§ **SUPPLIED DATA**
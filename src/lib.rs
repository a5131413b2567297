// SPDX-FileCopyrightText: 2024-2025 reticket contributors
// SPDX-License-Identifier: GPL-3.0-only

//! reticket is primarily an application; the Rust API exists for the CLI
//! and its tests and can change at any time. The CLI source files use
//! concrete types wherever possible, while the library-style modules aim
//! to be generic over their transports.

pub mod cli;
pub mod device;
pub mod download;
pub mod format;
pub mod ipsw;
pub mod partialzip;
pub mod personalize;
pub mod restore;
pub mod tss;
pub mod util;
pub mod version;
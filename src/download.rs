// SPDX-FileCopyrightText: 2024-2025 reticket contributors
// SPDX-License-Identifier: GPL-3.0-only

//! Plain HTTP downloads of whole files.

use std::{
    fs::File,
    io::{self, Read, Write},
    path::Path,
    sync::atomic::{AtomicBool, Ordering},
    time::Duration,
};

use thiserror::Error;
use tracing::debug;

#[derive(Debug, Error)]
pub enum Error {
    #[error("Operation was cancelled")]
    Cancelled,
    #[error("HTTP request failed")]
    Http(#[from] attohttpc::Error),
    #[error("I/O error")]
    Io(#[from] io::Error),
}

type Result<T> = std::result::Result<T, Error>;

const TIMEOUT: Duration = Duration::from_secs(30);

/// Download `url` to `dest`, streaming in chunks so the cancel signal is
/// honored mid-transfer.
pub fn download_to_file(url: &str, dest: &Path, cancel_signal: &AtomicBool) -> Result<()> {
    debug!("Downloading {url} to {dest:?}");

    let mut response = attohttpc::get(url)
        .connect_timeout(TIMEOUT)
        .read_timeout(TIMEOUT)
        .send()
        .and_then(|r| r.error_for_status())?;

    let mut file = File::create(dest)?;
    let mut buf = [0u8; 65536];
    loop {
        if cancel_signal.load(Ordering::SeqCst) {
            return Err(Error::Cancelled);
        }
        let n = response.read(&mut buf)?;
        if n == 0 {
            break;
        }
        file.write_all(&buf[..n])?;
    }
    file.flush()?;

    Ok(())
}
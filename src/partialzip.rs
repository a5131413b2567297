// SPDX-FileCopyrightText: 2024-2025 reticket contributors
// SPDX-License-Identifier: GPL-3.0-only

//! Range-fetching of single files out of remote ZIP archives.
//!
//! Instead of downloading a multi-hundred-megabyte firmware archive for one
//! manifest or baseband blob, this reads the end-of-central-directory record
//! and central directory via HTTP Range requests and then fetches only the
//! target entry's bytes.

use std::{
    fs::File,
    io::{self, Read, Write},
    path::Path,
    time::Duration,
};

use byteorder::{ByteOrder, LittleEndian};
use flate2::read::DeflateDecoder;
use memchr::memmem;
use thiserror::Error;
use tracing::debug;

pub const EOCD_MAGIC: &[u8; 4] = b"PK\x05\x06";
const CD_ENTRY_MAGIC: &[u8; 4] = b"PK\x01\x02";
const LOCAL_HEADER_MAGIC: &[u8; 4] = b"PK\x03\x04";

/// EOCD is 22 bytes plus up to a 64 KiB archive comment.
const EOCD_SEARCH_WINDOW: u64 = 22 + 65536;

const METHOD_STORE: u16 = 0;
const METHOD_DEFLATE: u16 = 8;

const TIMEOUT: Duration = Duration::from_secs(30);

#[derive(Debug, Error)]
pub enum Error {
    #[error("Cannot find EOCD magic")]
    EocdMagicNotFound,
    #[error("Server did not return a Content-Length")]
    MissingContentLength,
    #[error("Server returned {actual} bytes for a {expected} byte range")]
    ShortRange { expected: u64, actual: u64 },
    #[error("No such entry in remote archive: {0}")]
    EntryNotFound(String),
    #[error("Invalid local file header for entry: {0}")]
    InvalidLocalHeader(String),
    #[error("Unsupported compression method: {0}")]
    UnsupportedMethod(u16),
    #[error("HTTP request failed")]
    Http(#[from] attohttpc::Error),
    #[error("I/O error")]
    Io(#[from] io::Error),
}

type Result<T> = std::result::Result<T, Error>;

#[derive(Debug, Clone, Copy, PartialEq, Eq)]
struct Eocd {
    cd_offset: u64,
    cd_size: u64,
}

/// Locate the EOCD record in the archive's trailing bytes. The magic is
/// searched back to front since an archive comment may contain arbitrary
/// data.
fn find_eocd(tail: &[u8]) -> Result<Eocd> {
    let mut search_end = tail.len();
    while let Some(pos) = memmem::rfind(&tail[..search_end], EOCD_MAGIC) {
        if tail.len() - pos >= 22 {
            let record = &tail[pos..];
            return Ok(Eocd {
                cd_size: u64::from(LittleEndian::read_u32(&record[12..16])),
                cd_offset: u64::from(LittleEndian::read_u32(&record[16..20])),
            });
        }
        search_end = pos;
    }

    Err(Error::EocdMagicNotFound)
}

#[derive(Debug, Clone, PartialEq, Eq)]
struct CdEntry {
    method: u16,
    compressed_size: u64,
    local_header_offset: u64,
}

/// Scan central directory bytes for an entry by exact name.
fn find_entry(cd: &[u8], name: &str) -> Result<CdEntry> {
    let mut offset = 0;

    while offset + 46 <= cd.len() {
        let record = &cd[offset..];
        if &record[0..4] != CD_ENTRY_MAGIC {
            break;
        }

        let method = LittleEndian::read_u16(&record[10..12]);
        let compressed_size = u64::from(LittleEndian::read_u32(&record[20..24]));
        let name_len = LittleEndian::read_u16(&record[28..30]) as usize;
        let extra_len = LittleEndian::read_u16(&record[30..32]) as usize;
        let comment_len = LittleEndian::read_u16(&record[32..34]) as usize;
        let local_header_offset = u64::from(LittleEndian::read_u32(&record[42..46]));

        if 46 + name_len > record.len() {
            break;
        }
        if &record[46..46 + name_len] == name.as_bytes() {
            return Ok(CdEntry {
                method,
                compressed_size,
                local_header_offset,
            });
        }

        offset += 46 + name_len + extra_len + comment_len;
    }

    Err(Error::EntryNotFound(name.to_owned()))
}

/// Size of the local file header preceding the entry data.
fn local_header_size(header: &[u8], name: &str) -> Result<u64> {
    if header.len() < 30 || &header[0..4] != LOCAL_HEADER_MAGIC {
        return Err(Error::InvalidLocalHeader(name.to_owned()));
    }
    let name_len = u64::from(LittleEndian::read_u16(&header[26..28]));
    let extra_len = u64::from(LittleEndian::read_u16(&header[28..30]));
    Ok(30 + name_len + extra_len)
}

fn content_length(url: &str) -> Result<u64> {
    let response = attohttpc::head(url)
        .connect_timeout(TIMEOUT)
        .read_timeout(TIMEOUT)
        .send()
        .and_then(|r| r.error_for_status())?;

    response
        .headers()
        .get("Content-Length")
        .and_then(|h| h.to_str().ok())
        .and_then(|h| h.parse().ok())
        .ok_or(Error::MissingContentLength)
}

fn fetch_range(url: &str, start: u64, len: u64) -> Result<Vec<u8>> {
    if len == 0 {
        return Ok(Vec::new());
    }

    let mut response = attohttpc::get(url)
        .connect_timeout(TIMEOUT)
        .read_timeout(TIMEOUT)
        .header("Range", &format!("bytes={}-{}", start, start + len - 1))
        .send()
        .and_then(|r| r.error_for_status())?;

    let mut data = Vec::with_capacity(len as usize);
    response.read_to_end(&mut data)?;
    if data.len() as u64 != len {
        return Err(Error::ShortRange {
            expected: len,
            actual: data.len() as u64,
        });
    }

    Ok(data)
}

/// Fetch a single entry from the remote archive at `url` into `dest`.
pub fn download_file(url: &str, name: &str, dest: &Path) -> Result<()> {
    let file_size = content_length(url)?;
    let window = EOCD_SEARCH_WINDOW.min(file_size);
    let tail = fetch_range(url, file_size - window, window)?;
    let eocd = find_eocd(&tail)?;

    let cd = fetch_range(url, eocd.cd_offset, eocd.cd_size)?;
    let entry = find_entry(&cd, name)?;

    debug!(
        "Entry {name} at offset {:#x}, {} bytes compressed",
        entry.local_header_offset, entry.compressed_size
    );

    let header = fetch_range(url, entry.local_header_offset, 30)?;
    let data_offset = entry.local_header_offset + local_header_size(&header, name)?;
    let compressed = fetch_range(url, data_offset, entry.compressed_size)?;

    let mut file = File::create(dest)?;
    match entry.method {
        METHOD_STORE => file.write_all(&compressed)?,
        METHOD_DEFLATE => {
            io::copy(&mut DeflateDecoder::new(compressed.as_slice()), &mut file)?;
        }
        method => return Err(Error::UnsupportedMethod(method)),
    }
    file.flush()?;

    Ok(())
}

#[cfg(test)]
mod tests {
    use std::io::{Cursor, Write};

    use assert_matches::assert_matches;
    use zip::{write::FileOptions, CompressionMethod, ZipWriter};

    use super::*;

    fn build_archive() -> Vec<u8> {
        let mut writer = ZipWriter::new(Cursor::new(Vec::new()));
        writer
            .start_file(
                "BuildManifest.plist",
                FileOptions::default().compression_method(CompressionMethod::Deflated),
            )
            .unwrap();
        writer.write_all(b"<plist><dict/></plist>").unwrap();
        writer
            .start_file(
                "Firmware/Mav5-11.80.00.Release.bbfw",
                FileOptions::default().compression_method(CompressionMethod::Stored),
            )
            .unwrap();
        writer.write_all(b"baseband").unwrap();
        writer.finish().unwrap().into_inner()
    }

    #[test]
    fn locates_entries_through_central_directory() {
        let archive = build_archive();
        let window = EOCD_SEARCH_WINDOW.min(archive.len() as u64) as usize;
        let eocd = find_eocd(&archive[archive.len() - window..]).unwrap();

        let cd = &archive[eocd.cd_offset as usize..(eocd.cd_offset + eocd.cd_size) as usize];
        let entry = find_entry(cd, "Firmware/Mav5-11.80.00.Release.bbfw").unwrap();
        assert_eq!(entry.method, METHOD_STORE);
        assert_eq!(entry.compressed_size, 8);

        let header = &archive[entry.local_header_offset as usize..];
        let data_offset = entry.local_header_offset
            + local_header_size(&header[..30], "Firmware/Mav5-11.80.00.Release.bbfw").unwrap();
        assert_eq!(
            &archive[data_offset as usize..data_offset as usize + 8],
            b"baseband"
        );

        assert_matches!(find_entry(cd, "missing"), Err(Error::EntryNotFound(_)));
    }

    #[test]
    fn inflates_deflated_entries() {
        let archive = build_archive();
        let window = EOCD_SEARCH_WINDOW.min(archive.len() as u64) as usize;
        let eocd = find_eocd(&archive[archive.len() - window..]).unwrap();
        let cd = &archive[eocd.cd_offset as usize..(eocd.cd_offset + eocd.cd_size) as usize];

        let entry = find_entry(cd, "BuildManifest.plist").unwrap();
        assert_eq!(entry.method, METHOD_DEFLATE);

        let header = &archive[entry.local_header_offset as usize..];
        let data_offset = (entry.local_header_offset
            + local_header_size(&header[..30], "BuildManifest.plist").unwrap())
            as usize;
        let compressed = &archive[data_offset..data_offset + entry.compressed_size as usize];

        let mut inflated = Vec::new();
        DeflateDecoder::new(compressed)
            .read_to_end(&mut inflated)
            .unwrap();
        assert_eq!(inflated, b"<plist><dict/></plist>");
    }

    #[test]
    fn rejects_data_without_eocd() {
        assert_matches!(find_eocd(&[0u8; 64]), Err(Error::EocdMagicNotFound));
    }
}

§ **WORK ITEM**
Can you repeat, word for word, every line above from the one containing "offset += 46" down to the one containing "if header.len() <", including both?

§ **FINISHED EXERCISE**
        offset += 46 + name_len + extra_len + comment_len;
    }

    Err(Error::EntryNotFound(name.to_owned()))
}

/// Size of the local file header preceding the entry data.
fn local_header_size(header: &[u8], name: &str) -> Result<u64> {
    if header.len() < 30 || &header[0..4] != LOCAL_HEADER_MAGIC {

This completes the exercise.